(Records from a data collection)
########################################

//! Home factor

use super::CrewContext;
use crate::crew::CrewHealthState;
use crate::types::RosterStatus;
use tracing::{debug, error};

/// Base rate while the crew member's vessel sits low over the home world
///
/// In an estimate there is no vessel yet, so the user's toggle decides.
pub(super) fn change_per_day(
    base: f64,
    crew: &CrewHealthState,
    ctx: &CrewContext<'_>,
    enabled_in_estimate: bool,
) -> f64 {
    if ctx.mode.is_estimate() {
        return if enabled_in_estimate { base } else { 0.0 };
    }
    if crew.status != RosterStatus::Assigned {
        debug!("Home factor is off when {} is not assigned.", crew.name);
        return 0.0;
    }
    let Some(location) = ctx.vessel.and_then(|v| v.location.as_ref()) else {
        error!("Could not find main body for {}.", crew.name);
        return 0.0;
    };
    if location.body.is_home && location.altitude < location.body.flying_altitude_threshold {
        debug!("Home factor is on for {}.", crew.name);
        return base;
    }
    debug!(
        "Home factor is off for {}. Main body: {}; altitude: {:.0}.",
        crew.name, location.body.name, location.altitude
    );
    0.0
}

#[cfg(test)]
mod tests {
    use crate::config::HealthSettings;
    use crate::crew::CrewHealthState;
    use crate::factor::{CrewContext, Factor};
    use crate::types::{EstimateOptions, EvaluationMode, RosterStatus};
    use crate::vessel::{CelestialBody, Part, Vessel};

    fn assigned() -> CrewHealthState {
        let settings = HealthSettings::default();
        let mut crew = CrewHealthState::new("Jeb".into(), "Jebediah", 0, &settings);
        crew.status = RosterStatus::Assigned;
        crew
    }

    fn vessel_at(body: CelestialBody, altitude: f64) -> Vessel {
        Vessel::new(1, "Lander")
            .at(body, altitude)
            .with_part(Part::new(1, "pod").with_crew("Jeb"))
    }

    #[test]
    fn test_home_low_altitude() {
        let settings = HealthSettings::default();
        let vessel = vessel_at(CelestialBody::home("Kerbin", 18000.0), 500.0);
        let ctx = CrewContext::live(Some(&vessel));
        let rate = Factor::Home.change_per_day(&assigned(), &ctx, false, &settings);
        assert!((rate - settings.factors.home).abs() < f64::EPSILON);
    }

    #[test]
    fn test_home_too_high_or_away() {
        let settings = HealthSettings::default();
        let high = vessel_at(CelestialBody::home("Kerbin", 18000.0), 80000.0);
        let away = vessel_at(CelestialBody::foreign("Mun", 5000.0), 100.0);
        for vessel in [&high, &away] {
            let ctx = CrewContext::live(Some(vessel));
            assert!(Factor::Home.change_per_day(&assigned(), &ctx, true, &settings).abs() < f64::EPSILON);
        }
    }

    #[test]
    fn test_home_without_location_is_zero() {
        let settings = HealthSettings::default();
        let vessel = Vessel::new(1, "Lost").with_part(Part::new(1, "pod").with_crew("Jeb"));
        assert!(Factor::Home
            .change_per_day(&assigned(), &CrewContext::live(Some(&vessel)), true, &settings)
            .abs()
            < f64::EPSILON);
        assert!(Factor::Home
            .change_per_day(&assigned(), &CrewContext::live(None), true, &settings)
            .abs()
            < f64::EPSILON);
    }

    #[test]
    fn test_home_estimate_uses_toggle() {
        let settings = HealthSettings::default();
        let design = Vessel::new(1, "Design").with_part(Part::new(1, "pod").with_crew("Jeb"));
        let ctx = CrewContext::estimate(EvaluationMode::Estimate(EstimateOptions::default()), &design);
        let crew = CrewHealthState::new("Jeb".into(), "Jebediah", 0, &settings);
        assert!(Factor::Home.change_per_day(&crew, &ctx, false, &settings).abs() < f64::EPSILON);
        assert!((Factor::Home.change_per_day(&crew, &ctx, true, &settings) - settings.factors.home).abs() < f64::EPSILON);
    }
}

########################################

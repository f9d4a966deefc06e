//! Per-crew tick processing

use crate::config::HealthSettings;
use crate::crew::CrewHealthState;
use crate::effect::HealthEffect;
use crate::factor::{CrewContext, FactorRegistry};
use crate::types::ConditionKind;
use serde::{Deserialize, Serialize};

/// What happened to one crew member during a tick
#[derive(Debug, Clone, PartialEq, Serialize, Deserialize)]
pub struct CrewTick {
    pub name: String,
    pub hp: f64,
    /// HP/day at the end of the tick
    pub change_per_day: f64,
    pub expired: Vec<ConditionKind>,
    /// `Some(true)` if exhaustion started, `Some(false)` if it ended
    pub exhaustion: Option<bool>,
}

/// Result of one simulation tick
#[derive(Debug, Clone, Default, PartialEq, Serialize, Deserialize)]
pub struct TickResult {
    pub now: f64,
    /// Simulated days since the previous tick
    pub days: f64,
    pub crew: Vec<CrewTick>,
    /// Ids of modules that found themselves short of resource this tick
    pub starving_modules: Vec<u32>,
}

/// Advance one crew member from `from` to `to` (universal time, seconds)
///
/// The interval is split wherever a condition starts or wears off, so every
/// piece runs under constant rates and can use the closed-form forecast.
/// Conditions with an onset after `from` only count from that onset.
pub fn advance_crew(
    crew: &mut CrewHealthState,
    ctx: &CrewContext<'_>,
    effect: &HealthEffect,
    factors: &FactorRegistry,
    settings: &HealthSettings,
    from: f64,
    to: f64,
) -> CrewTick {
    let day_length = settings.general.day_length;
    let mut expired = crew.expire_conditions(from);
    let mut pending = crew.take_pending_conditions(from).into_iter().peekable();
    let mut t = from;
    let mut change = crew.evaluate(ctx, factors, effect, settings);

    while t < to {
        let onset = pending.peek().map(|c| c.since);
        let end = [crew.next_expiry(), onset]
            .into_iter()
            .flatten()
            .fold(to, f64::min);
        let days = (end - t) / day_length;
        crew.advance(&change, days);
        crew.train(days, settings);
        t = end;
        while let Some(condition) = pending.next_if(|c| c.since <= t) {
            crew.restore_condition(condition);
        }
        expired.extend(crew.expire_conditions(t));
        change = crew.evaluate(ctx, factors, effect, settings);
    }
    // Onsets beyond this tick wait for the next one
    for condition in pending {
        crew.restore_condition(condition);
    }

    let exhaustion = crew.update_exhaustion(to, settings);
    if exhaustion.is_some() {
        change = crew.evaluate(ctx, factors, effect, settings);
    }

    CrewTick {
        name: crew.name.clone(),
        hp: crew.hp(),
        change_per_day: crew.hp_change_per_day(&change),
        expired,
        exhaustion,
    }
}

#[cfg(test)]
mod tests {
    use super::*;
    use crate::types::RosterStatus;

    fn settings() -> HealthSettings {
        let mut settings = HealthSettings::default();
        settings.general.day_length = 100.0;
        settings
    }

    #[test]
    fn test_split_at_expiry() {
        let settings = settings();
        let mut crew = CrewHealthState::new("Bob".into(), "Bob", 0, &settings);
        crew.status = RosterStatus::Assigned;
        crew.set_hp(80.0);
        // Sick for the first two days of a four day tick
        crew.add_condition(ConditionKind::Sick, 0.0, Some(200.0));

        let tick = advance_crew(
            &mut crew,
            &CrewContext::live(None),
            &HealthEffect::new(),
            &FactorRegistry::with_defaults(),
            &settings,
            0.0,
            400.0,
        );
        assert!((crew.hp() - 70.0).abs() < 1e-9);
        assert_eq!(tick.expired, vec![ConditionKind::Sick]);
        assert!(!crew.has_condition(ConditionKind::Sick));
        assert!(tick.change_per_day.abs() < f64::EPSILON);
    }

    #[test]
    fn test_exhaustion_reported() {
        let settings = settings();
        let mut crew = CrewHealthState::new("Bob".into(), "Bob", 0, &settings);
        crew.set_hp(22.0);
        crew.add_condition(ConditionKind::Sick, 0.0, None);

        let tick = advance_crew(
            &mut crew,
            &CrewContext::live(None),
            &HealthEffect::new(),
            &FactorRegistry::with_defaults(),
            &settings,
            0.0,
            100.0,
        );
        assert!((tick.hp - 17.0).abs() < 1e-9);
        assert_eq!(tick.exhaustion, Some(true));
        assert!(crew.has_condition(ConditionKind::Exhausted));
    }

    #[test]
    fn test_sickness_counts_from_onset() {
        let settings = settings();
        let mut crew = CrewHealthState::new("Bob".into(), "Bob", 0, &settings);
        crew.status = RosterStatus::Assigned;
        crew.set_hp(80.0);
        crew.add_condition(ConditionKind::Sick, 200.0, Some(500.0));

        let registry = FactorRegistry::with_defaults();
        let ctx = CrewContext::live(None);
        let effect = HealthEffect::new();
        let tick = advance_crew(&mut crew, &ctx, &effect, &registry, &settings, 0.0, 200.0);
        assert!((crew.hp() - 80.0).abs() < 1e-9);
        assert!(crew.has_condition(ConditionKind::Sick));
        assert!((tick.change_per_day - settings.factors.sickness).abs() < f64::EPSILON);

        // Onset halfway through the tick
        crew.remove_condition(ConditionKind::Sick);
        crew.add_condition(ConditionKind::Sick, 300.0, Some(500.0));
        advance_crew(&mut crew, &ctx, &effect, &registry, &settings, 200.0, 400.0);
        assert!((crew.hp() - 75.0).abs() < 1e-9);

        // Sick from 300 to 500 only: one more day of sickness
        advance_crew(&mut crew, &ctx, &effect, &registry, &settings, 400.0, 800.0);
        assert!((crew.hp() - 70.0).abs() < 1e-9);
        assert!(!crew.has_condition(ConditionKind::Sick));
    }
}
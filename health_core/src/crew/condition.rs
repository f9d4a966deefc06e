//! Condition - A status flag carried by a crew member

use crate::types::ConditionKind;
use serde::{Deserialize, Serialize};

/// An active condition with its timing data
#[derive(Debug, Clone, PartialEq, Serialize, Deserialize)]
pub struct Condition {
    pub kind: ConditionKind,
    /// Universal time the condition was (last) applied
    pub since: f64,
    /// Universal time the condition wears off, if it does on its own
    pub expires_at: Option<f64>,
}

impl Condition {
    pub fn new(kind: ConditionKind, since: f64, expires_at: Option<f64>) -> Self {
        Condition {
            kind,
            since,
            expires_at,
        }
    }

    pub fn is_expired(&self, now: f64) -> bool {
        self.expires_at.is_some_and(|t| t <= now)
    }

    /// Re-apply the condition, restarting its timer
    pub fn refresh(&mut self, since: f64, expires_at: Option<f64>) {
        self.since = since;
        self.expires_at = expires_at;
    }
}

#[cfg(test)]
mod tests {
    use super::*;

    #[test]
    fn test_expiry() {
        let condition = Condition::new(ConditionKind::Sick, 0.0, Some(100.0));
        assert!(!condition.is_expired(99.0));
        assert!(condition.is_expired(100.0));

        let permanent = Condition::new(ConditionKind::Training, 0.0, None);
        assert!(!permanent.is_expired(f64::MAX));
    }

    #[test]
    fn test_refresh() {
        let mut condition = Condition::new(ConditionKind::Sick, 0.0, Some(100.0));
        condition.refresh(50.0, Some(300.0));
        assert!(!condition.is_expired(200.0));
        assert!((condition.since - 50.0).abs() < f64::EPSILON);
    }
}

########################################

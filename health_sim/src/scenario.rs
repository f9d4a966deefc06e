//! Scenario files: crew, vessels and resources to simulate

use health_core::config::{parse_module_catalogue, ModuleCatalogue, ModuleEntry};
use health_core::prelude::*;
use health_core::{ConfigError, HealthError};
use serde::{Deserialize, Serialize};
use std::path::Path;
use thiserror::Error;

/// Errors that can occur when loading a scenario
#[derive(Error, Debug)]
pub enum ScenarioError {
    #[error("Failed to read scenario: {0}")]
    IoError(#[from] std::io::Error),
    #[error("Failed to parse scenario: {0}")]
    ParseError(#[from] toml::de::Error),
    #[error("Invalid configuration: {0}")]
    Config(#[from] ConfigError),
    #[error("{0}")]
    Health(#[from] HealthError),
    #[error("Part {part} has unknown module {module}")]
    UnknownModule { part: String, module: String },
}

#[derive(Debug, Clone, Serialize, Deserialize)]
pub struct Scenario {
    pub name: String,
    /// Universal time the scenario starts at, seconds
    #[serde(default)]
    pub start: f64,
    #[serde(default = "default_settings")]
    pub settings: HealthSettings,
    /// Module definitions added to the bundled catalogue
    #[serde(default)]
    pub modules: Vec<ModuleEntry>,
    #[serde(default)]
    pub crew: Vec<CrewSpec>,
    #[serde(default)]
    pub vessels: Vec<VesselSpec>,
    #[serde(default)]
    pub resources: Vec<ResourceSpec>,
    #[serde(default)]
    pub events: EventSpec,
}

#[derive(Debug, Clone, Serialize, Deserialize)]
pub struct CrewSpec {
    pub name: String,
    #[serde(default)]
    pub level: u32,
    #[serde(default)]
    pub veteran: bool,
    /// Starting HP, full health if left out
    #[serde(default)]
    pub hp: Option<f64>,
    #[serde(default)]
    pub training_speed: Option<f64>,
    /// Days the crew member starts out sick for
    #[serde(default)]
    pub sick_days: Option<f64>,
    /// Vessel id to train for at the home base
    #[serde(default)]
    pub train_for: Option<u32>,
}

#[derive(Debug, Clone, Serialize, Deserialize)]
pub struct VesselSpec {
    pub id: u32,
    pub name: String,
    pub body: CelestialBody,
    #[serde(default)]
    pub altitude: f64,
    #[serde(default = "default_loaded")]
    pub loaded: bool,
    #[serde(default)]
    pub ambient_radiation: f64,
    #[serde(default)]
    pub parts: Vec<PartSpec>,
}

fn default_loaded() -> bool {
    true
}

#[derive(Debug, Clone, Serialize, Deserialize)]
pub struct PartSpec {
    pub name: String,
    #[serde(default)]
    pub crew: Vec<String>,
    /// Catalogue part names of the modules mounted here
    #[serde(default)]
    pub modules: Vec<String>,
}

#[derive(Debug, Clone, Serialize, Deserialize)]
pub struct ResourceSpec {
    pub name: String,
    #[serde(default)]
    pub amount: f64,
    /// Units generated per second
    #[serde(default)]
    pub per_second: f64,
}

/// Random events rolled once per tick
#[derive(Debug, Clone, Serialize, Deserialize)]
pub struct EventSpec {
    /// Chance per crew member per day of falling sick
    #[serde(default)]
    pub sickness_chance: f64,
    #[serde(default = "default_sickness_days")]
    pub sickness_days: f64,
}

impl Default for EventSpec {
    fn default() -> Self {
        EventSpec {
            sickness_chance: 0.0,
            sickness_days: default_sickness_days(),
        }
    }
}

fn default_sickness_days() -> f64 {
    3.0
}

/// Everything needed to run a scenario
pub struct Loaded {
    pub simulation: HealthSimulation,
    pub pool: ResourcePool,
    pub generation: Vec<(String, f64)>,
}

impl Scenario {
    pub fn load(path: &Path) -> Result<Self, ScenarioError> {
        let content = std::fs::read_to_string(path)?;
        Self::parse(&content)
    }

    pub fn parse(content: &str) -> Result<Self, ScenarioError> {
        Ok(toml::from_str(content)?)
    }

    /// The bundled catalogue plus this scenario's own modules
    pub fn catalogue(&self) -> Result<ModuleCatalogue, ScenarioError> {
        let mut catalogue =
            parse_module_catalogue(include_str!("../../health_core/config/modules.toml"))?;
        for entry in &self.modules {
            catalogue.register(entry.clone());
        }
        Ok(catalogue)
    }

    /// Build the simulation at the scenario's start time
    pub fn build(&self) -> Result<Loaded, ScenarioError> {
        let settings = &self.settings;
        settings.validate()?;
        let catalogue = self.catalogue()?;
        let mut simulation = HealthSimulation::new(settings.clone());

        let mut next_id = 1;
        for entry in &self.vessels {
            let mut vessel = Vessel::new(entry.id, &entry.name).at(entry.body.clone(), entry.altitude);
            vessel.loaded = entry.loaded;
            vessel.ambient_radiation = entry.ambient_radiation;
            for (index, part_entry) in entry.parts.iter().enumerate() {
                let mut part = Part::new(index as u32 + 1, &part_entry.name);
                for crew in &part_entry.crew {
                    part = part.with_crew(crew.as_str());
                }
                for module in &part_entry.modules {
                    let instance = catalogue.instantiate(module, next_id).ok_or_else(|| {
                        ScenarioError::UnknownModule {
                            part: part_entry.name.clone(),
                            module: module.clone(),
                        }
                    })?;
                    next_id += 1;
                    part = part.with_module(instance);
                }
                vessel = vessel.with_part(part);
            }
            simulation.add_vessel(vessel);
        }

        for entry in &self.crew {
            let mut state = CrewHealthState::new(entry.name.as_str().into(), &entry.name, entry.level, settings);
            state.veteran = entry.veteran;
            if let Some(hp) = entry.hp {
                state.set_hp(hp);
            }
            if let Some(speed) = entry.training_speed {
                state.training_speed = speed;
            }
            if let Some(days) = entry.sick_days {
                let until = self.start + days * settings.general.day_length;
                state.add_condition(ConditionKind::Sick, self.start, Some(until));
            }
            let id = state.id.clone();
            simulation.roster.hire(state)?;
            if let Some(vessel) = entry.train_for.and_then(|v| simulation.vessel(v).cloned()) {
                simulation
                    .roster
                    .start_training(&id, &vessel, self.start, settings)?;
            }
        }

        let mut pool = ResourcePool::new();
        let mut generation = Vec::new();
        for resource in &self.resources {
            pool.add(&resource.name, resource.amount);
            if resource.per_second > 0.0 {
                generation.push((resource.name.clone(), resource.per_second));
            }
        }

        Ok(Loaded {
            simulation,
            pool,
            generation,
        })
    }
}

########################################

What the task requires
After counting the lines above that include the word "toml", give only the number.

Exercise response
3